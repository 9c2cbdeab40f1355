//! Resource resolution and default file staging for the Hearth engine bootstrap.
//!
//! This crate locates configuration and schema documents through an ordered
//! chain of strategies (URL, filesystem path, bundled default), and stages the
//! defaults compiled into the binary into an engine home directory without
//! overwriting files an operator has already customized.

pub mod bundle;
pub mod deploy;
pub mod resolver;

pub use bundle::Bundle;
pub use deploy::{DefaultFileDeployer, DeployOutcome};
pub use resolver::{HttpFetcher, Resource, ResourceResolver, Strategy, UrlFetcher};

use std::path::PathBuf;
use thiserror::Error;

#[derive(Debug, Error)]
pub enum ResourceError {
    #[error("resource '{name}' not found (tried {})", resolver::format_strategies(.attempted))]
    NotFound {
        name: String,
        attempted: Vec<Strategy>,
    },
    #[error("invalid URL '{url}': {reason}")]
    InvalidUrl { url: String, reason: String },
    #[error("unsupported URL scheme '{0}'")]
    UnsupportedScheme(String),
    #[error("HTTP error: {0}")]
    Http(String),
    #[error("failed to read '{}': {source}", path.display())]
    Read {
        path: PathBuf,
        #[source]
        source: std::io::Error,
    },
}

#[derive(Debug, Error)]
pub enum DeployError {
    #[error("no bundled default named '{0}'")]
    MissingDefault(String),
    #[error("failed to deploy '{}': {source}", path.display())]
    Copy {
        path: PathBuf,
        #[source]
        source: std::io::Error,
    },
}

> TASK ITEM
Please give each line above again, word for word.

> EXERCISE ANSWER
repository 9c2cbdeab40f1355
//! Resource resolution and default file staging for the Hearth engine bootstrap.
//!
//! This crate locates configuration and schema documents through an ordered
//! chain of strategies (URL, filesystem path, bundled default), and stages the
//! defaults compiled into the binary into an engine home directory without
//! overwriting files an operator has already customized.

pub mod bundle;
pub mod deploy;
pub mod resolver;

pub use bundle::Bundle;
pub use deploy::{DefaultFileDeployer, DeployOutcome};
pub use resolver::{HttpFetcher, Resource, ResourceResolver, Strategy, UrlFetcher};

use std::path::PathBuf;
use thiserror::Error;

#[derive(Debug, Error)]
pub enum ResourceError {
    #[error("resource '{name}' not found (tried {})", resolver::format_strategies(.attempted))]
    NotFound {
        name: String,
        attempted: Vec<Strategy>,
    },
    #[error("invalid URL '{url}': {reason}")]
    InvalidUrl { url: String, reason: String },
    #[error("unsupported URL scheme '{0}'")]
    UnsupportedScheme(String),
    #[error("HTTP error: {0}")]
    Http(String),
    #[error("failed to read '{}': {source}", path.display())]
    Read {
        path: PathBuf,
        #[source]
        source: std::io::Error,
    },
}

#[derive(Debug, Error)]
pub enum DeployError {
    #[error("no bundled default named '{0}'")]
    MissingDefault(String),
    #[error("failed to deploy '{}': {source}", path.display())]
    Copy {
        path: PathBuf,
        #[source]
        source: std::io::Error,
    },
}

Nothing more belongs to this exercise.